Premier bilan au Bénin, au Kenya, au Sénégal et en Tunisie. C’est sans doute au Kenya, en 2007, qu’il faut chercher les prémices de ce que l’on ne désignait pas encore sous le nom de civic tech en Afrique. Des citoyens engagés (blogueurs et développeurs informatique) décident de créer une plateforme en ligne permettant de recenser les violences post-électorales. Ushahidi (témoignage en swahili) est née, et sera ensuite utilisée aux quatre coins du monde pour mobiliser les citoyens dans des activités de collecte et de mise à disposition d’informations utiles à tous. Ce mouvement se nourrit d’une forte conviction.
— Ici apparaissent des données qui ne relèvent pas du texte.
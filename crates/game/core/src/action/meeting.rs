//! Meeting-related transitions: calling, speaking and voting.

use std::collections::BTreeSet;

use crate::action::{ActionError, ActionTransition};
use crate::env::{GameEnv, Room};
use crate::phase;
use crate::state::{EventKind, GameState, Phase, PlayerId};

/// Emergency button press or body report.
#[derive(Clone, Debug, PartialEq, Eq)]
#[cfg_attr(feature = "serde", derive(serde::Serialize, serde::Deserialize))]
pub struct CallMeetingAction {
    pub actor: PlayerId,
    pub location: Room,
    pub report: Option<PlayerId>,
}

impl CallMeetingAction {
    pub fn new(actor: PlayerId, location: Room, report: Option<PlayerId>) -> Self {
        Self {
            actor,
            location,
            report,
        }
    }
}

impl ActionTransition for CallMeetingAction {
    type Error = ActionError;

    fn actor(&self) -> PlayerId {
        self.actor
    }

    fn pre_validate(&self, state: &GameState, env: &GameEnv<'_>) -> Result<(), Self::Error> {
        if state.phase != Phase::Task {
            return Err(ActionError::WrongPhase(state.phase.label()));
        }
        let player = state
            .player(self.actor)
            .ok_or(ActionError::PlayerNotFound(self.actor))?;
        if player.location != self.location {
            return Err(ActionError::WrongRoom {
                player: self.actor,
                expected: self.location.clone(),
                actual: player.location.clone(),
            });
        }

        match self.report {
            Some(victim) => {
                if !state.bodies_in(&self.location).any(|body| body.victim == victim) {
                    return Err(ActionError::NoBody(victim));
                }
            }
            None => {
                if !env.map()?.has_emergency_button(&self.location) {
                    return Err(ActionError::NoEmergencyButton(self.location.clone()));
                }
                if player.emergency_calls_left == 0 {
                    return Err(ActionError::NoEmergencyCalls);
                }
            }
        }
        Ok(())
    }

    fn apply(&self, state: &mut GameState, env: &GameEnv<'_>) -> Result<(), Self::Error> {
        if self.report.is_none() {
            let player = state
                .player_mut(self.actor)
                .ok_or(ActionError::PlayerNotFound(self.actor))?;
            player.emergency_calls_left -= 1;
        }

        state.record(
            Some(self.actor),
            Some(self.location.clone()),
            EventKind::MeetingCalled {
                report: self.report,
            },
            state.living_ids(),
        );
        phase::begin_meeting(state, env, Some(self.actor), self.report)?;
        Ok(())
    }

    fn post_validate(&self, state: &GameState, _env: &GameEnv<'_>) -> Result<(), Self::Error> {
        if !state.phase.is_meeting() && !state.is_over() {
            return Err(ActionError::PostCondition("meeting did not start"));
        }
        Ok(())
    }
}

/// One utterance during a discussion round.
#[derive(Clone, Debug, PartialEq, Eq)]
#[cfg_attr(feature = "serde", derive(serde::Serialize, serde::Deserialize))]
pub struct SpeakAction {
    pub actor: PlayerId,
    pub location: Room,
    pub message: String,
}

impl SpeakAction {
    pub fn new(actor: PlayerId, location: Room, message: String) -> Self {
        Self {
            actor,
            location,
            message,
        }
    }
}

impl ActionTransition for SpeakAction {
    type Error = ActionError;

    fn actor(&self) -> PlayerId {
        self.actor
    }

    fn pre_validate(&self, state: &GameState, _env: &GameEnv<'_>) -> Result<(), Self::Error> {
        if !matches!(state.phase, Phase::MeetingDiscussion { .. }) {
            return Err(ActionError::WrongPhase(state.phase.label()));
        }
        let player = state
            .player(self.actor)
            .ok_or(ActionError::PlayerNotFound(self.actor))?;
        if player.location != self.location {
            return Err(ActionError::WrongRoom {
                player: self.actor,
                expected: self.location.clone(),
                actual: player.location.clone(),
            });
        }
        Ok(())
    }

    fn apply(&self, state: &mut GameState, _env: &GameEnv<'_>) -> Result<(), Self::Error> {
        state.record(
            Some(self.actor),
            Some(self.location.clone()),
            EventKind::Spoke {
                message: self.message.clone(),
            },
            state.living_ids(),
        );
        Ok(())
    }
}

/// Secret ballot cast during the voting phase.
#[derive(Clone, Copy, Debug, PartialEq, Eq)]
#[cfg_attr(feature = "serde", derive(serde::Serialize, serde::Deserialize))]
pub struct VoteAction {
    pub actor: PlayerId,
    pub target: Option<PlayerId>,
}

impl VoteAction {
    pub fn new(actor: PlayerId, target: Option<PlayerId>) -> Self {
        Self { actor, target }
    }
}

impl ActionTransition for VoteAction {
    type Error = ActionError;

    fn actor(&self) -> PlayerId {
        self.actor
    }

    fn pre_validate(&self, state: &GameState, _env: &GameEnv<'_>) -> Result<(), Self::Error> {
        if state.phase != Phase::MeetingVoting {
            return Err(ActionError::WrongPhase(state.phase.label()));
        }
        if state.meeting.votes.contains_key(&self.actor) {
            return Err(ActionError::AlreadyVoted(self.actor));
        }
        if let Some(target) = self.target
            && (target == self.actor || !state.is_alive(target))
        {
            return Err(ActionError::InvalidTarget(target));
        }
        Ok(())
    }

    fn apply(&self, state: &mut GameState, _env: &GameEnv<'_>) -> Result<(), Self::Error> {
        state.meeting.votes.insert(self.actor, self.target);
        // Ballots stay secret until the result is announced.
        state.record(
            Some(self.actor),
            None,
            EventKind::Voted {
                target: self.target,
            },
            BTreeSet::from([self.actor]),
        );
        Ok(())
    }

    fn post_validate(&self, state: &GameState, _env: &GameEnv<'_>) -> Result<(), Self::Error> {
        if state.meeting.votes.get(&self.actor) != Some(&self.target) {
            return Err(ActionError::PostCondition("ballot not recorded"));
        }
        Ok(())
    }
}

#[cfg(test)]
mod tests {
    use super::*;
    use crate::test_support::{env, game_with_impostors, id, place};

    #[test]
    fn emergency_call_spends_a_charge_and_gathers_everyone() {
        let mut state = game_with_impostors(5, &[0]);
        place(&mut state, 3, "Storage");

        let call = CallMeetingAction::new(id(1), "Cafeteria".into(), None);
        call.pre_validate(&state, &env()).unwrap();
        call.apply(&mut state, &env()).unwrap();
        call.post_validate(&state, &env()).unwrap();

        assert_eq!(state.players[1].emergency_calls_left, 0);
        assert_eq!(state.phase, Phase::MeetingDiscussion { round: 0 });
        assert_eq!(state.players[3].location, Room::from("Cafeteria"));
        assert!(matches!(
            call.pre_validate(&state, &env()),
            Err(ActionError::WrongPhase(_))
        ));
    }

    #[test]
    fn report_needs_a_body_in_the_room() {
        let mut state = game_with_impostors(5, &[0]);
        place(&mut state, 1, "Admin");
        let report = CallMeetingAction::new(id(1), "Admin".into(), Some(id(2)));
        assert_eq!(
            report.pre_validate(&state, &env()),
            Err(ActionError::NoBody(id(2)))
        );
    }

    #[test]
    fn ballots_are_seen_only_by_the_voter() {
        let mut state = game_with_impostors(5, &[0]);
        state.phase = Phase::MeetingVoting;

        let vote = VoteAction::new(id(2), Some(id(0)));
        vote.pre_validate(&state, &env()).unwrap();
        vote.apply(&mut state, &env()).unwrap();

        let event = state.events.last().unwrap();
        assert_eq!(event.witnesses, BTreeSet::from([id(2)]));
        assert_eq!(
            vote.pre_validate(&state, &env()),
            Err(ActionError::AlreadyVoted(id(2)))
        );
    }

    #[test]
    fn cannot_vote_for_self_or_dead() {
        let mut state = game_with_impostors(5, &[0]);
        state.phase = Phase::MeetingVoting;
        state.players[4].alive = false;
        assert_eq!(
            VoteAction::new(id(1), Some(id(1))).pre_validate(&state, &env()),
            Err(ActionError::InvalidTarget(id(1)))
        );
        assert_eq!(
            VoteAction::new(id(1), Some(id(4))).pre_validate(&state, &env()),
            Err(ActionError::InvalidTarget(id(4)))
        );
    }
}
//! Built-in Skeld layout.

use game_core::{Room, TaskDefinition, TaskId, TaskKind};

use crate::map::MapData;

const ROOMS: [&str; 14] = [
    "Cafeteria",
    "Weapons",
    "Navigation",
    "O2",
    "Shields",
    "Communications",
    "Storage",
    "Admin",
    "Electrical",
    "Lower Engine",
    "Security",
    "Reactor",
    "Upper Engine",
    "Medbay",
];

const CORRIDORS: [(&str, &str); 24] = [
    ("Cafeteria", "Weapons"),
    ("Cafeteria", "Admin"),
    ("Cafeteria", "Upper Engine"),
    ("Cafeteria", "Medbay"),
    ("Cafeteria", "Storage"),
    ("Weapons", "Navigation"),
    ("Weapons", "O2"),
    ("Navigation", "O2"),
    ("Navigation", "Shields"),
    ("O2", "Shields"),
    ("Shields", "Communications"),
    ("Shields", "Storage"),
    ("Communications", "Storage"),
    ("Storage", "Admin"),
    ("Storage", "Electrical"),
    ("Storage", "Lower Engine"),
    ("Electrical", "Lower Engine"),
    ("Lower Engine", "Security"),
    ("Lower Engine", "Reactor"),
    ("Security", "Reactor"),
    ("Upper Engine", "Medbay"),
    ("Upper Engine", "Reactor"),
    ("Upper Engine", "Security"),
    ("Upper Engine", "Lower Engine"),
];

const VENTS: [(&str, &str); 7] = [
    ("Admin", "Cafeteria"),
    ("Navigation", "Weapons"),
    ("Navigation", "Shields"),
    ("Reactor", "Upper Engine"),
    ("Reactor", "Lower Engine"),
    ("Medbay", "Electrical"),
    ("Security", "Electrical"),
];

const TASKS: [(&str, TaskKind, &str, u32); 18] = [
    ("Fix Wiring", TaskKind::Common, "Electrical", 1),
    ("Swipe Card", TaskKind::Common, "Admin", 1),
    ("Prime Shields", TaskKind::Short, "Shields", 1),
    ("Clean O2 Filter", TaskKind::Short, "O2", 1),
    ("Chart Course", TaskKind::Short, "Navigation", 1),
    ("Stabilize Steering", TaskKind::Short, "Navigation", 1),
    ("Calibrate Distributor", TaskKind::Short, "Electrical", 1),
    ("Divert Power", TaskKind::Short, "Electrical", 1),
    ("Accept Diverted Power", TaskKind::Short, "Communications", 1),
    ("Clear Asteroids", TaskKind::Short, "Weapons", 1),
    ("Upload Data", TaskKind::Short, "Admin", 1),
    ("Unlock Manifolds", TaskKind::Short, "Reactor", 1),
    ("Submit Scan", TaskKind::Long, "Medbay", 2),
    ("Inspect Sample", TaskKind::Long, "Medbay", 2),
    ("Start Reactor", TaskKind::Long, "Reactor", 3),
    ("Fuel Engines", TaskKind::Long, "Storage", 2),
    ("Align Engine Output", TaskKind::Long, "Upper Engine", 2),
    ("Empty Garbage", TaskKind::Long, "Storage", 2),
];

fn pairs(list: &[(&str, &str)]) -> Vec<(Room, Room)> {
    list.iter()
        .map(|(a, b)| (Room::from(*a), Room::from(*b)))
        .collect()
}

pub(crate) fn skeld_data() -> MapData {
    MapData {
        name: "skeld".to_string(),
        rooms: ROOMS.iter().copied().map(Room::from).collect(),
        spawn: Room::from("Cafeteria"),
        meeting_room: Room::from("Cafeteria"),
        emergency_room: Room::from("Cafeteria"),
        corridors: pairs(&CORRIDORS),
        vents: pairs(&VENTS),
        tasks: TASKS
            .iter()
            .enumerate()
            .map(|(index, (name, kind, room, steps))| TaskDefinition {
                id: TaskId(index as u16),
                name: name.to_string(),
                kind: *kind,
                room: Room::from(*room),
                steps: *steps,
            })
            .collect(),
    }
}
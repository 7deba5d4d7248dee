//! Event types for different topics.

use game_core::{Action, GameEvent, Phase, PlayerId, Role, Timestep, WinReason};
use serde::Serialize;

/// Events related to game state changes.
#[derive(Debug, Clone, Serialize)]
pub enum GameStateEvent {
    /// An action passed validation and was applied.
    ActionApplied {
        game_index: usize,
        actor: PlayerId,
        action: Action,
        /// Ground-truth events recorded during the turn.
        events: Vec<GameEvent>,
    },

    /// The turn was consumed without an action.
    TurnForfeited {
        game_index: usize,
        actor: PlayerId,
        reason: String,
    },

    GameOver {
        game_index: usize,
        winner: Role,
        reason: WinReason,
        timestep: Timestep,
    },
}

/// Events related to turn management (lightweight).
#[derive(Debug, Clone, Serialize)]
pub struct TurnEvent {
    pub game_index: usize,
    /// Player whose decision is being awaited.
    pub player: PlayerId,
    pub timestep: Timestep,
    pub phase: Phase,
}
//! Text handed to decision policies.

use game_core::{Action, ImpostorRoster, Observation};

use crate::api::{AgentContext, AgentIdentity};

pub const NO_MEMORY: &str = "No memory has been processed.";
pub const NO_THINKING: &str = "No thought process has been made.";

const GAME_RULES: &str = "\
You are playing a social deduction game aboard a spaceship. Players walk between \
rooms, work on tasks, and gather in meetings to vote someone off the ship. The game \
runs sequentially: players in the same room see what you do, players elsewhere do \
not. Everything said in a meeting is heard by every living player.";

const CREWMATE_GOAL: &str = "\
You are a Crewmate. Complete your assigned tasks and work out who the Impostors are. \
Crewmates win when every task is done or every Impostor has been voted out.";

const IMPOSTOR_GOAL: &str = "\
You are an Impostor. Kill Crewmates when nobody else is watching, pretend to work on \
your tasks, and steer suspicion away from your team during meetings. Impostors win \
once they are as many as the living Crewmates.";

const RESPONSE_FORMAT: &str = "\
Answer in exactly this format:
[Condensed Memory]
What you need to remember about the game so far.
[Thinking Process]
Your reasoning for this turn.
[Action]
One available action, copied exactly as listed. To speak, write SPEAK: \"your message\".";

/// Builds the fixed part of an agent's prompt.
///
/// Impostors get the full roster, themselves included.
pub fn system_prompt(identity: &AgentIdentity, roster: &ImpostorRoster) -> String {
    let mut prompt = format!("You are {}. {GAME_RULES}\n\n", identity.name);

    if identity.role.is_impostor() {
        prompt.push_str(IMPOSTOR_GOAL);
        prompt.push_str(&format!(
            "\nList of impostors: [{}]",
            roster.names().join(", ")
        ));
    } else {
        prompt.push_str(CREWMATE_GOAL);
    }

    if let Some(personality) = &identity.personality {
        prompt.push_str(&format!("\nPersonality: {personality}"));
    }

    prompt.push_str("\n\n");
    prompt.push_str(RESPONSE_FORMAT);
    prompt
}

/// Per-turn prompt: carried memory followed by the rendered observation.
pub fn turn_prompt(ctx: &AgentContext, observation: &Observation) -> String {
    format!(
        "Memory: {}\nPrevious reasoning: {}\n\n{observation}",
        ctx.memory, ctx.thinking
    )
}

/// Prompt-style text of a chosen action, e.g. `MOVE from Cafeteria to Admin`.
pub fn describe_choice(observation: &Observation, action: &Action) -> String {
    if let Action::Speak { message, .. } = action {
        return format!("SPEAK: \"{message}\"");
    }
    observation
        .legal_actions
        .iter()
        .position(|template| template.admits(action))
        .and_then(|index| observation.legal_descriptions.get(index).cloned())
        .unwrap_or_else(|| format!("{action:?}"))
}

#[cfg(test)]
mod tests {
    use super::*;
    use game_core::{PlayerId, Role};

    fn identity(name: &str, role: Role) -> AgentIdentity {
        AgentIdentity {
            player: PlayerId(0),
            name: name.to_string(),
            role,
            personality: None,
        }
    }

    #[test]
    fn crewmates_never_see_the_roster() {
        let prompt = system_prompt(
            &identity("Player 1: red", Role::Crewmate),
            &ImpostorRoster::default(),
        );
        assert!(!prompt.contains("List of impostors"));
        assert!(prompt.contains("You are a Crewmate"));
    }

    #[test]
    fn personality_is_appended() {
        let mut me = identity("Player 1: red", Role::Crewmate);
        me.personality = Some("The Strategist".to_string());
        let prompt = system_prompt(&me, &ImpostorRoster::default());
        assert!(prompt.contains("Personality: The Strategist"));
    }
}
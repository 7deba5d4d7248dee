//! Deterministic rules of the hidden-role elimination game.
//!
//! `game-core` defines the canonical rules (roles, actions, phases, win
//! conditions) and the information boundary between ground truth and each
//! player's view. It performs no I/O: all state mutation flows through
//! [`engine::GameEngine`], static world data comes in through the oracles in
//! [`env`], and supporting crates depend on the types re-exported here.
pub mod action;
pub mod config;
pub mod engine;
pub mod env;
pub mod error;
pub mod phase;
pub mod roles;
pub mod state;
pub mod visibility;

#[cfg(test)]
mod test_support;

pub use action::{Action, ActionError, ActionTransition, legal_actions};
pub use config::{BodyDiscovery, GameConfig, GamePreset, TaskQuota};
pub use engine::{
    ExecuteError, ExecutionOutcome, GameEngine, TransitionPhase, TransitionPhaseError,
};
pub use env::{
    Env, GameEnv, MapOracle, OracleError, PcgRng, RngOracle, Room, TaskDefinition, TaskId,
    TaskKind,
};
pub use error::{ConfigError, ErrorSeverity, GameError, InvariantViolation, SetupError};
pub use phase::current_actor;
pub use roles::{ImpostorRoster, RoleAssignment, RoleStrategy, assign_roles};
pub use state::{
    Body, EventKind, GameEvent, GameState, Phase, Player, PlayerId, Role, Task, Timestep,
    WinReason,
};
pub use visibility::{Observation, ObserveError, ObservedEvent, TaskView, observe};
Une dizaine d’années plus tard, l’expression civic tech fait son apparition sur les sites web spécialisés et dans les colloques les plus pointus pour désigner les expériences qui se positionnent au croisement des nouvelles technologies (avec leur dimension participative) et d’une revigoration attendue des pratiques démocratiques.
Les outils numériques vont permettre aux populations exclues des processus de décision de prendre leur part dans la définition, la mise en œuvre et le suivi des politiques publiques.
Pour mener cette étude, nous sommes partis à la rencontre de celles et ceux qui animent des actions civic tech au Bénin, au Kenya, au Sénégal et en Tunisie, afin de dresser le portrait-robot de ces jeunes (ils ont souvent moins de 40 ans) qui souhaitent se mêler de politique, au sens le plus noble du terme.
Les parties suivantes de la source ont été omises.